- _Required action_: Scan the data. Collect each line that contains the word "intents".

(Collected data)

• • • • • • •

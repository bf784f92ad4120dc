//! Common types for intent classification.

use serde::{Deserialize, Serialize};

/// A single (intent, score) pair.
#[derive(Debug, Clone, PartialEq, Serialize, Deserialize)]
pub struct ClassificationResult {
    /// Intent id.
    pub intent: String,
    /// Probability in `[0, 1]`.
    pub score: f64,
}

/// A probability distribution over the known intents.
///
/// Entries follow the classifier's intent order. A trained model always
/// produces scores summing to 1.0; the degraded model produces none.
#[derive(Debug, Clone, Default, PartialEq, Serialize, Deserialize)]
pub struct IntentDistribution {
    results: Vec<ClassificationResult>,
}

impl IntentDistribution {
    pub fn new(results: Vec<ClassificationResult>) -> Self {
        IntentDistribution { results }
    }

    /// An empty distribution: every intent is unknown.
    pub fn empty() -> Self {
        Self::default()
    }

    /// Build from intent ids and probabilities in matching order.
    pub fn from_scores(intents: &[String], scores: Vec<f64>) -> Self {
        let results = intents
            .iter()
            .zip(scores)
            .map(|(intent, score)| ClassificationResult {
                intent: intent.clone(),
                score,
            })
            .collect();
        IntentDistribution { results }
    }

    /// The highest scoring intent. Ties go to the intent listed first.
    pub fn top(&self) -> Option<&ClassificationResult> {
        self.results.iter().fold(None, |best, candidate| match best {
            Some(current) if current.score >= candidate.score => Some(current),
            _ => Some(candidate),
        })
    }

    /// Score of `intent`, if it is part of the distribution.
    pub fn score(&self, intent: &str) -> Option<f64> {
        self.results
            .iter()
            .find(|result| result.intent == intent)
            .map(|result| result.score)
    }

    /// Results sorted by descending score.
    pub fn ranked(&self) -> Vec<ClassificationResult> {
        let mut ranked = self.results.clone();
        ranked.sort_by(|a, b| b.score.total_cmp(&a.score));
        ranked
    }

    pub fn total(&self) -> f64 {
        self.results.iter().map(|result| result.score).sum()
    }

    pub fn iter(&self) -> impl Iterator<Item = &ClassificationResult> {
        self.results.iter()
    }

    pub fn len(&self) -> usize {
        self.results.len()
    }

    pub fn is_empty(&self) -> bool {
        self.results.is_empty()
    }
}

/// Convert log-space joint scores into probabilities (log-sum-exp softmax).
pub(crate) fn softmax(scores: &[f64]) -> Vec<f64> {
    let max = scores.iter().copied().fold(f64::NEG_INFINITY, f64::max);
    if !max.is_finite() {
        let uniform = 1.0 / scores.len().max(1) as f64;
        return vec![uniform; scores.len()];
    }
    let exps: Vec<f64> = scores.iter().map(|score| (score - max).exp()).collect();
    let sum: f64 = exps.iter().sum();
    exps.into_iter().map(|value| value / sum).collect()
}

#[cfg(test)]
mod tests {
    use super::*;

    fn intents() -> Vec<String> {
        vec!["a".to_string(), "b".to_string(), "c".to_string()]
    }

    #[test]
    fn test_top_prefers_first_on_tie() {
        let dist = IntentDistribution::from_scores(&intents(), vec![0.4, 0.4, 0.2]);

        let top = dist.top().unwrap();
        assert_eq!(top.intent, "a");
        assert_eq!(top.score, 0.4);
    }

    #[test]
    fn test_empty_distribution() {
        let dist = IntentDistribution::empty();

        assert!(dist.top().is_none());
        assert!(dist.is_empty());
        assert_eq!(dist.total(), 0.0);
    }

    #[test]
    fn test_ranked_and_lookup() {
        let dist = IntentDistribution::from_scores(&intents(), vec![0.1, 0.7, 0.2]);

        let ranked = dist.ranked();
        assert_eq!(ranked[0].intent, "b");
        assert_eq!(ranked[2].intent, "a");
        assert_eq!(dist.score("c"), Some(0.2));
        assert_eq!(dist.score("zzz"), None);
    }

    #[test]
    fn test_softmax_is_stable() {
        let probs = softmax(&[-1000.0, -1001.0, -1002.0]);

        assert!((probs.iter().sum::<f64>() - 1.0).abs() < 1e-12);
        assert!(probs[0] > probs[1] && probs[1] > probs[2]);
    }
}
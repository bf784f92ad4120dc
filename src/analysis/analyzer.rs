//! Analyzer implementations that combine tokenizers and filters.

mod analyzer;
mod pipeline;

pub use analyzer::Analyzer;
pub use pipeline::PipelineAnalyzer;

• • • • • • •

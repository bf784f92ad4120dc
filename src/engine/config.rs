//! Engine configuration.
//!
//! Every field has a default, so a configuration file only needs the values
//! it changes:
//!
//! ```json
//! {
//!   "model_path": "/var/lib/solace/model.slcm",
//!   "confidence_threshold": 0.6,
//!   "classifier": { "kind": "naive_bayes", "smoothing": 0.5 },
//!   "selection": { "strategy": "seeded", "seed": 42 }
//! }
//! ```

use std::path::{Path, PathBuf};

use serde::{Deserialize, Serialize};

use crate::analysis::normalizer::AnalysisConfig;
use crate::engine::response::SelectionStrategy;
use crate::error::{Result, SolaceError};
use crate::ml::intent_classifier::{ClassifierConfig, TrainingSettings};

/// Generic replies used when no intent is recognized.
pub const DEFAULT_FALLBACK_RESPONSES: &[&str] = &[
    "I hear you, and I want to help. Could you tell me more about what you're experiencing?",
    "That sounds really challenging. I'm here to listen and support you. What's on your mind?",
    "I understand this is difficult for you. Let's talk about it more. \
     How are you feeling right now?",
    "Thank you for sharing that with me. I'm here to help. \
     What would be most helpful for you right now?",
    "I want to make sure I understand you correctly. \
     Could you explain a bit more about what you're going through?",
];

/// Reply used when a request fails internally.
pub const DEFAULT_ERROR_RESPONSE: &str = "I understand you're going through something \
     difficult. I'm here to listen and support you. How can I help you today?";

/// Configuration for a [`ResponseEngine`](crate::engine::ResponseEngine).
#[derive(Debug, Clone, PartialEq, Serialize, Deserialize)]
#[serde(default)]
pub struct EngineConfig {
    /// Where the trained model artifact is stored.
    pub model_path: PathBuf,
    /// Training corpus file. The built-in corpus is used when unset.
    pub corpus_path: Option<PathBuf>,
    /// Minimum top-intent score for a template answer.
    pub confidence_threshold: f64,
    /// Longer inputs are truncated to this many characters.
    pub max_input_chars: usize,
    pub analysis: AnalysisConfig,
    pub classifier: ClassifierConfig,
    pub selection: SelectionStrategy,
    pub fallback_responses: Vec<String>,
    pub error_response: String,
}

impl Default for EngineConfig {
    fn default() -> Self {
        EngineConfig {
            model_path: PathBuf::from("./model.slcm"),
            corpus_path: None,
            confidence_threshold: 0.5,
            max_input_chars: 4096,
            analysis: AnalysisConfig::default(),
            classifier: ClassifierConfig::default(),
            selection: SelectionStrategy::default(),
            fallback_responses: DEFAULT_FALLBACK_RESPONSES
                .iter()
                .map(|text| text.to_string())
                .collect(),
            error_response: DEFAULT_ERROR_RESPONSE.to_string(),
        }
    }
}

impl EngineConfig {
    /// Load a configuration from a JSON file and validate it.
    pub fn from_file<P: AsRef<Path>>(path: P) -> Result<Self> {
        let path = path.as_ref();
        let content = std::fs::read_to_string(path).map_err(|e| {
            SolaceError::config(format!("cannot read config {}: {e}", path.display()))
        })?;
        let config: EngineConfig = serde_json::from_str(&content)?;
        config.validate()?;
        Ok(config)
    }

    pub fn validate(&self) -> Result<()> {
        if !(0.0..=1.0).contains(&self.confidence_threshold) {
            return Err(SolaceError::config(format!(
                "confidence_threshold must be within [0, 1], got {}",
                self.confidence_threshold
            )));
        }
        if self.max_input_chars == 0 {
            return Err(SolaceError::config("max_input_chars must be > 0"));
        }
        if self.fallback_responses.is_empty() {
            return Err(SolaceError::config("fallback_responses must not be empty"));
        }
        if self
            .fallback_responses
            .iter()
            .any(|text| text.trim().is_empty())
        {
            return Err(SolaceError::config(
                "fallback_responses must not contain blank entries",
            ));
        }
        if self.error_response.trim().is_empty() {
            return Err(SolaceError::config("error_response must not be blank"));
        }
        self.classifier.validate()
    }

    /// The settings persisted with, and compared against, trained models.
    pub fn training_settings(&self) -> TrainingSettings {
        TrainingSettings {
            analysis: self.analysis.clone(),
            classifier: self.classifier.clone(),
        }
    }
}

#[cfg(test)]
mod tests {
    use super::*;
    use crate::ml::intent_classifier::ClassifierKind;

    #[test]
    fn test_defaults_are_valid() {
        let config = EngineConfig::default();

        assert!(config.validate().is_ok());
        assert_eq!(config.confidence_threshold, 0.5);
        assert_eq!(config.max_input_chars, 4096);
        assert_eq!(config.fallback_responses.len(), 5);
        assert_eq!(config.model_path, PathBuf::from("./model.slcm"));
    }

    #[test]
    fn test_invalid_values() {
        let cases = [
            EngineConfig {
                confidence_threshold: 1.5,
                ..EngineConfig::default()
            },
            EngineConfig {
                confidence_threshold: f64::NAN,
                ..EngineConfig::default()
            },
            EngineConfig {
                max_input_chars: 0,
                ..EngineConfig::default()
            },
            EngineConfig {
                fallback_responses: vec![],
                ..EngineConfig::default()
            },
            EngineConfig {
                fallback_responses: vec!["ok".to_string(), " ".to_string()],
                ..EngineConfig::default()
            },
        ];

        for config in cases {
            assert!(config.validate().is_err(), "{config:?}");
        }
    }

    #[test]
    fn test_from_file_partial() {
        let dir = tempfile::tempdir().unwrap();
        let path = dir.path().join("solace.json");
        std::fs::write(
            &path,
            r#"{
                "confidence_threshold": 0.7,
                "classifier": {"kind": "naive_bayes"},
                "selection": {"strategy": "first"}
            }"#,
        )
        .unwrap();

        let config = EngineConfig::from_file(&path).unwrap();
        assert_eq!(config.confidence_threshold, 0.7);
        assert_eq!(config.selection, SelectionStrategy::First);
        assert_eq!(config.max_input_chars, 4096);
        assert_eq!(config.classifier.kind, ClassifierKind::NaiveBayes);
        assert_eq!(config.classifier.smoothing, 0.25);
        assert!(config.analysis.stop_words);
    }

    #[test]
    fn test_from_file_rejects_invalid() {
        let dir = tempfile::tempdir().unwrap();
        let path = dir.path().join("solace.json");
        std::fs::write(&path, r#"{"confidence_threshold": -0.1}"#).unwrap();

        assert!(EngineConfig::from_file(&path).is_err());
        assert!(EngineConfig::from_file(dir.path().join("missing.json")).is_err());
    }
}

• • • • • • •

- _Task response_:
/// A probability distribution over the known intents.
    pub fn from_scores(intents: &[String], scores: Vec<f64>) -> Self {
        let results = intents
    fn intents() -> Vec<String> {
        let dist = IntentDistribution::from_scores(&intents(), vec![0.4, 0.4, 0.2]);
        let dist = IntentDistribution::from_scores(&intents(), vec![0.1, 0.7, 0.2]);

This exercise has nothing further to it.